Stored data:
=====
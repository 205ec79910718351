// Tool inputs are lenient: every field defaults so that a missing id
// surfaces as "userId is required" instead of a deserialization error.

use schemars::JsonSchema;
use serde::{Deserialize, Serialize};

use crate::contract::model::{Chore, ChoreView, UserSummary};
use crate::domain::dates::{format_date, format_time};

// ============================================================================
// User Tools
// ============================================================================

#[derive(Debug, Clone, Default, Deserialize, JsonSchema)]
#[serde(rename_all = "camelCase", default)]
pub struct CreateUserInput {
    #[schemars(description = "The user's name; must be unique ignoring case")]
    pub name: String,
    #[schemars(description = "Hex color for calendar display, e.g. #FF5733 (defaults to #3B82F6)")]
    pub color: Option<String>,
}

#[derive(Debug, Clone, Default, Deserialize, JsonSchema)]
#[serde(rename_all = "camelCase", default)]
pub struct UserIdInput {
    #[schemars(description = "Id of the user")]
    pub user_id: Option<i64>,
}

#[derive(Debug, Clone, Default, Deserialize, JsonSchema)]
#[serde(rename_all = "camelCase", default)]
pub struct UpdateUserInput {
    #[schemars(description = "Id of the user to update")]
    pub user_id: Option<i64>,
    #[schemars(description = "New name")]
    pub name: Option<String>,
    #[schemars(description = "New hex color")]
    pub color: Option<String>,
}

#[derive(Debug, Clone, Default, Deserialize, JsonSchema)]
#[serde(rename_all = "camelCase", default)]
pub struct DeleteUserInput {
    #[schemars(description = "Id of the user to delete")]
    pub user_id: Option<i64>,
    #[schemars(description = "Must be true to actually delete; otherwise a confirmation prompt is returned")]
    pub confirm: bool,
}

#[derive(Debug, Clone, Default, Deserialize, JsonSchema)]
pub struct NoInput {}

#[derive(Debug, Clone, Serialize, JsonSchema)]
#[serde(rename_all = "camelCase")]
pub struct CreateUserResponse {
    pub user_id: i64,
    pub name: String,
    pub color: String,
    pub created: bool,
}

#[derive(Debug, Clone, Serialize, JsonSchema)]
#[serde(rename_all = "camelCase")]
pub struct UserInfo {
    pub user_id: i64,
    pub name: String,
    pub color: String,
    pub chore_count: u64,
}

#[derive(Debug, Clone, Serialize, JsonSchema)]
pub struct UserListResponse {
    pub count: usize,
    pub users: Vec<UserInfo>,
}

#[derive(Debug, Clone, Serialize, JsonSchema)]
#[serde(rename_all = "camelCase")]
pub struct UpdateUserResponse {
    pub user_id: i64,
    pub name: String,
    pub color: String,
    pub updated: bool,
}

#[derive(Debug, Clone, Serialize, JsonSchema)]
#[serde(rename_all = "camelCase")]
pub struct DeleteUserResponse {
    pub user_id: i64,
    pub deleted: bool,
    pub message: String,
}

// ============================================================================
// Chore Tools
// ============================================================================

#[derive(Debug, Clone, Default, Deserialize, JsonSchema)]
#[serde(rename_all = "camelCase", default)]
pub struct CreateChoreInput {
    #[schemars(description = "What needs to be done, e.g. 'Take out trash'")]
    pub description: String,
    #[schemars(description = "Time of day, HH:MM or HH:MM:SS")]
    pub time: Option<String>,
    #[schemars(description = "Date as YYYY-MM-DD; defaults to today")]
    pub date: Option<String>,
    #[schemars(description = "Id of the user who will do the chore")]
    pub user_id: Option<i64>,
}

#[derive(Debug, Clone, Default, Deserialize, JsonSchema)]
#[serde(rename_all = "camelCase", default)]
pub struct ChoreIdInput {
    #[schemars(description = "Id of the chore")]
    pub chore_id: Option<i64>,
}

#[derive(Debug, Clone, Default, Deserialize, JsonSchema)]
#[serde(rename_all = "camelCase", default)]
pub struct ChoresByDateInput {
    #[schemars(description = "Date as YYYY-MM-DD; defaults to today")]
    pub date: Option<String>,
}

#[derive(Debug, Clone, Default, Deserialize, JsonSchema)]
#[serde(rename_all = "camelCase", default)]
pub struct ChoresByUserInput {
    #[schemars(description = "Id of the user")]
    pub user_id: Option<i64>,
    #[schemars(description = "Optional date filter, YYYY-MM-DD; omit for all dates")]
    pub date: Option<String>,
}

#[derive(Debug, Clone, Default, Deserialize, JsonSchema)]
#[serde(rename_all = "camelCase", default)]
pub struct UpdateChoreInput {
    #[schemars(description = "Id of the chore to update")]
    pub chore_id: Option<i64>,
    #[schemars(description = "New description")]
    pub description: Option<String>,
    #[schemars(description = "New time, HH:MM")]
    pub time: Option<String>,
    #[schemars(description = "New date, YYYY-MM-DD")]
    pub date: Option<String>,
    #[schemars(description = "Reassign to this user")]
    pub user_id: Option<i64>,
}

#[derive(Debug, Clone, Default, Deserialize, JsonSchema)]
#[serde(rename_all = "camelCase", default)]
pub struct DeleteChoreInput {
    #[schemars(description = "Id of the chore to delete")]
    pub chore_id: Option<i64>,
    #[schemars(description = "Must be true to actually delete; otherwise a confirmation prompt is returned")]
    pub confirm: bool,
}

#[derive(Debug, Clone, Serialize, JsonSchema)]
#[serde(rename_all = "camelCase")]
pub struct CreateChoreResponse {
    pub chore_id: i64,
    pub description: String,
    pub time: Option<String>,
    pub date: String,
    pub user_id: i64,
    pub user_name: String,
    pub created: bool,
}

#[derive(Debug, Clone, Serialize, JsonSchema)]
#[serde(rename_all = "camelCase")]
pub struct ChoreInfo {
    pub chore_id: i64,
    pub description: String,
    pub time: Option<String>,
    pub date: String,
    pub user_id: i64,
    pub user_name: String,
}

#[derive(Debug, Clone, Serialize, JsonSchema)]
pub struct ChoreListResponse {
    pub count: usize,
    pub chores: Vec<ChoreInfo>,
}

#[derive(Debug, Clone, Serialize, JsonSchema)]
#[serde(rename_all = "camelCase")]
pub struct UpdateChoreResponse {
    pub chore_id: i64,
    pub description: String,
    pub time: Option<String>,
    pub date: String,
    pub user_id: i64,
    pub updated: bool,
}

#[derive(Debug, Clone, Serialize, JsonSchema)]
#[serde(rename_all = "camelCase")]
pub struct DeleteChoreResponse {
    pub chore_id: i64,
    pub deleted: bool,
    pub message: String,
}

// ============================================================================
// Conversions
// ============================================================================

impl From<UserSummary> for UserInfo {
    fn from(s: UserSummary) -> Self {
        Self {
            user_id: s.user.id,
            name: s.user.name,
            color: s.user.color,
            chore_count: s.chore_count,
        }
    }
}

impl From<ChoreView> for ChoreInfo {
    fn from(v: ChoreView) -> Self {
        Self {
            chore_id: v.chore.id,
            description: v.chore.description,
            time: v.chore.time.map(format_time),
            date: format_date(v.chore.date),
            user_id: v.chore.user_id,
            user_name: v.user_name,
        }
    }
}

impl From<ChoreView> for CreateChoreResponse {
    fn from(v: ChoreView) -> Self {
        let info = ChoreInfo::from(v);
        Self {
            chore_id: info.chore_id,
            description: info.description,
            time: info.time,
            date: info.date,
            user_id: info.user_id,
            user_name: info.user_name,
            created: true,
        }
    }
}

impl From<Chore> for UpdateChoreResponse {
    fn from(c: Chore) -> Self {
        Self {
            chore_id: c.id,
            description: c.description,
            time: c.time.map(format_time),
            date: format_date(c.date),
            user_id: c.user_id,
            updated: true,
        }
    }
}

impl FromIterator<ChoreView> for ChoreListResponse {
    fn from_iter<I: IntoIterator<Item = ChoreView>>(iter: I) -> Self {
        let chores: Vec<ChoreInfo> = iter.into_iter().map(ChoreInfo::from).collect();
        Self {
            count: chores.len(),
            chores,
        }
    }
}

impl FromIterator<UserSummary> for UserListResponse {
    fn from_iter<I: IntoIterator<Item = UserSummary>>(iter: I) -> Self {
        let users: Vec<UserInfo> = iter.into_iter().map(UserInfo::from).collect();
        Self {
            count: users.len(),
            users,
        }
    }
}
=====
Each line of the data that holds "true" should be copied.

    #[schemars(description = "Must be true to actually delete; otherwise a confirmation prompt is returned")]
    #[schemars(description = "Must be true to actually delete; otherwise a confirmation prompt is returned")]
            created: true,
            updated: true,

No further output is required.